According to the Irrigation Department in Rajasthan, the number of blocks facing water crisis has gone up seven times. Presently, extraction of water from the soil in the state is 150% more than what is poured back every year. Statistics become alarming as it suggests that the state has only 1.1% surface water and 91% of the demand is being met through groundwater. The worst marked districts which are seeing decreasing underground water and have high rate of saline water are Sikar, Alwar Nagaur, Karauli, Ajmer and Jaipur.

Taking this scheme more like a social responsibility and free of corruption, the department has kept a tab on the ongoing work. Also, the details of the donors are being displayed at the Gram Panchayat and Panchayat Samitis. More than 15,000 photographs showing the progress of 3,075 works have been uploaded on the MJSA website. Ramnath, an 88 year old farmer of village Sriramnagar near Jaipur says, "the people of all castes unite to conserve water unlike other events."

Community participation

With community participation, it has gathered voluntary labour support in most of the districts from all social, religious and other groups. Philanthropists have donated money and citations have been awarded to donors and the people’s contribution counts at over Rs 45 crore. Volunteers can be seen cleaning the ancient step wells and digging the village ponds. The target is to recharge their wells, lakes, ponds, step wells and dams and make 20,000 villages out of 44,000 in the state water sufficient in next three years.
Prime Minister Narendra Modi in his recent radio talk ‘Mann ki Baat’ appealed for a mass movement to save forests and conserve “every drop” of water during the upcoming monsoon season. He said a number of states have taken some good initiatives towards water conservation and others should follow this mass movement to save water.

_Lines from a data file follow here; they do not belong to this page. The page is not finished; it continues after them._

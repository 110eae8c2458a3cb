use std::str::FromStr;
use std::sync::Arc;
use std::time::Duration;

use sqlx::SqlitePool;
use sqlx::sqlite::{SqliteConnectOptions, SqlitePoolOptions};
use thiserror::Error;

use crate::repository::{ProgressMirrorRepository, Storage};

mod mapping;
mod migrate;
mod progress_mirror_repo;

const BUSY_TIMEOUT: Duration = Duration::from_secs(5);

/// Offline copy of the last progress snapshot the server returned.
#[derive(Clone)]
pub struct SqliteRepository {
    pool: SqlitePool,
}

#[derive(Debug, Error)]
#[non_exhaustive]
pub enum SqliteInitError {
    #[error(transparent)]
    Sqlx(#[from] sqlx::Error),
}

impl SqliteRepository {
    /// Opens (creating if needed) the mirror database and migrates it.
    ///
    /// # Errors
    ///
    /// Returns `SqliteInitError` if the URL is invalid, the file cannot be
    /// opened, or a migration fails.
    pub async fn open(database_url: &str) -> Result<Self, SqliteInitError> {
        // Child rows are removed through ON DELETE CASCADE.
        let options = SqliteConnectOptions::from_str(database_url)?
            .create_if_missing(true)
            .foreign_keys(true)
            .busy_timeout(BUSY_TIMEOUT);
        let pool = SqlitePoolOptions::new()
            .max_connections(2)
            .connect_with(options)
            .await?;
        migrate::run_migrations(&pool).await?;
        Ok(Self { pool })
    }
}

impl Storage {
    /// Build a `Storage` whose progress mirror lives in `SQLite`.
    ///
    /// # Errors
    ///
    /// Returns `SqliteInitError` if the mirror cannot be opened.
    pub async fn sqlite(database_url: &str) -> Result<Self, SqliteInitError> {
        let progress_mirror: Arc<dyn ProgressMirrorRepository> =
            Arc::new(SqliteRepository::open(database_url).await?);
        Ok(Self { progress_mirror })
    }
}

The Rajasthan government plans to plant 25 lakh saplings between July 1 and August 15 that add up to a total of one crore saplings to be planted in 2016. Rajasthan has dozens of traditional water harvesting systems and none is obsolete, namely paar system, talab/bandhis, sajha kuan, johad, pat, naada/bandha, baoris/bers and jhalaras.

Water experts like Anupam Mishra and Rajendra Singh, recipient of the Ramon Magsaysay award and famously called Water Man of India, find this scheme of government hardly innovative and term it as “sleepy administration waking up after decades.”

Citing an example how the Gopalpura village  turned lush green after villagers built 375 johads (a crescent shaped rainwater storage tank to collect and store water throughout the year), the river started flowing after decades of being dry. Mentioning Jodhpur city which has 200 step wells, they stress that these should have been restored instead of keeping them as archaic structures deleted from modern town planning.

Since the chief minister is looking for the grants and contribution from people, she has now asked all MLAs to contribute 25% of their MLA fund for MJSA. Interestingly, MLAs other than the BJP are raising their eyebrows that if they spend so much on it, what will be left for other developments. The Opposition is also considering it as a money making move because through PPP model, many private companies have already been involved in the cleaning of many rivers and streams in the state.

Despite the political acumen of 'Madam' (as Raje is often addressed), even if all the political, economical and logical hurdles are overcome, the success of her most ambitious project still depends almost entirely on a rather ethereal aspect – the monsoon!